Another member Ashima Goyal, considered as the most dovish MPC member, voted for a smaller hike as “high uncertainty calls for small steps”.
All this appears to take two votes for another 50 basis points hike off the table in the next meeting in December, Capital Economics’ Shilan Shah said.
“And by then, we think other MPC members will have seen enough evidence of growth coming off the boil and price pressures peaking,” he added.
The house expects India’s repo rate to top out at 6.40 percent early next year.
Also read: Rising inflation, manufacturing slowdown poses new challenge for India
To be sure, India’s central bank has failed to meet its price mandate, with the retail inflation for September confirming a third straight quarter in which average inflation stayed outside the tolerance band of 2-6 percent.
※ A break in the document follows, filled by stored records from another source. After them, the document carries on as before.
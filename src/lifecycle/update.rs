//! Reconciling an existing instance towards a new document.

use std::collections::BTreeSet;

use tracing::{debug, info, warn};

use super::{InstanceOrchestrator, InstanceReport};
use crate::boot::resolve_flavor;
use crate::compute::{Cloud, ServerAction, ServerRecord, ServerUpdate};
use crate::error::{LifecycleError, Step};
use crate::instance::InstanceConfig;

impl<C> InstanceOrchestrator<C>
where
    C: Cloud,
{
    /// Moves an instance from the `old` document to the `new` one.
    ///
    /// Sub-steps run in a fixed order: rename, power state, metadata,
    /// security groups, admin password, resize, tags, ports, then a final
    /// read. Every sub-step shares the update timeout.
    ///
    /// # Errors
    ///
    /// Returns [`LifecycleError::Gone`] when the instance has vanished, and
    /// the failing sub-step's error otherwise.
    pub async fn update(
        &self,
        server_id: &str,
        old: &InstanceConfig,
        new: &InstanceConfig,
    ) -> Result<InstanceReport, LifecycleError> {
        let validated = new.validate()?;
        for warning in &validated.warnings {
            warn!(%warning, "questionable block device configuration");
        }
        let timeout = new.timeouts.update;
        let server = self.fetch_for_update(server_id).await?;

        if old.name != new.name {
            let update = ServerUpdate {
                name: Some(new.name.clone()),
            };
            self.cloud
                .update_server(server_id, &update)
                .await
                .map_err(|err| LifecycleError::api(server_id, Step::Rename, err))?;
        }

        if old.power_state != new.power_state {
            self.apply_power_state(&server, new.power_state, timeout)
                .await?;
        }

        self.reconcile_metadata(server_id, &old.metadata, &new.metadata)
            .await?;
        self.reconcile_security_groups(server_id, &old.security_groups, &new.security_groups)
            .await?;

        let password_changed = old.admin_pass != new.admin_pass;
        if let Some(password) = new.admin_pass.as_ref().filter(|_| password_changed) {
            let action = ServerAction::ChangePassword {
                admin_pass: password.clone(),
            };
            self.cloud
                .server_action(server_id, &action)
                .await
                .map_err(|err| LifecycleError::api(server_id, Step::ChangePassword, err))?;
        }

        if let Some(flavor_id) = self.flavor_change(old, new).await? {
            self.resize(server_id, &flavor_id, new.ignore_resize_confirmation, timeout)
                .await?;
        }

        self.reconcile_tags(server_id, &old.tags, &new.tags).await?;

        let old_ports: BTreeSet<String> = old.ports().into_iter().map(str::to_owned).collect();
        let new_ports: BTreeSet<String> = new.ports().into_iter().map(str::to_owned).collect();
        self.reconcile_ports(server_id, &old_ports, &new_ports, timeout)
            .await?;

        let instance = self.read_present(server_id, new).await?;
        info!(instance_id = server_id, status = %instance.status, "instance updated");
        Ok(InstanceReport {
            instance,
            warnings: validated.warnings,
        })
    }

    async fn fetch_for_update(&self, server_id: &str) -> Result<ServerRecord, LifecycleError> {
        match self.cloud.get_server(server_id).await {
            Ok(server) => Ok(server),
            Err(err) if err.is_not_found() => Err(LifecycleError::Gone {
                instance_id: server_id.to_owned(),
                step: Step::Lookup,
            }),
            Err(err) => Err(LifecycleError::api(server_id, Step::Lookup, err)),
        }
    }

    /// Returns the new flavor ID when the documents resolve to different
    /// flavors.
    async fn flavor_change(
        &self,
        old: &InstanceConfig,
        new: &InstanceConfig,
    ) -> Result<Option<String>, LifecycleError> {
        if old.flavor_id == new.flavor_id && old.flavor_name == new.flavor_name {
            return Ok(None);
        }
        let wanted = resolve_flavor(new, &self.defaults, &self.cloud).await?;
        match resolve_flavor(old, &self.defaults, &self.cloud).await {
            Ok(current) if current == wanted => {
                debug!(flavor_id = %wanted, "flavor reference resolves to the current flavor");
                Ok(None)
            }
            _ => Ok(Some(wanted)),
        }
    }
}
Retail inflation rose to 7.41 percent in September from 7.00 percent in August.
Though it is likely to drop back, the headline inflation print will remain above the ceiling of the RBI’s target range for several more months, according to Capital Economics.
Monetary policy works with a lag with actions taking three-to-four quarters to have an impact. The government has also been taking several supply-side measures to ensure food prices remain in check.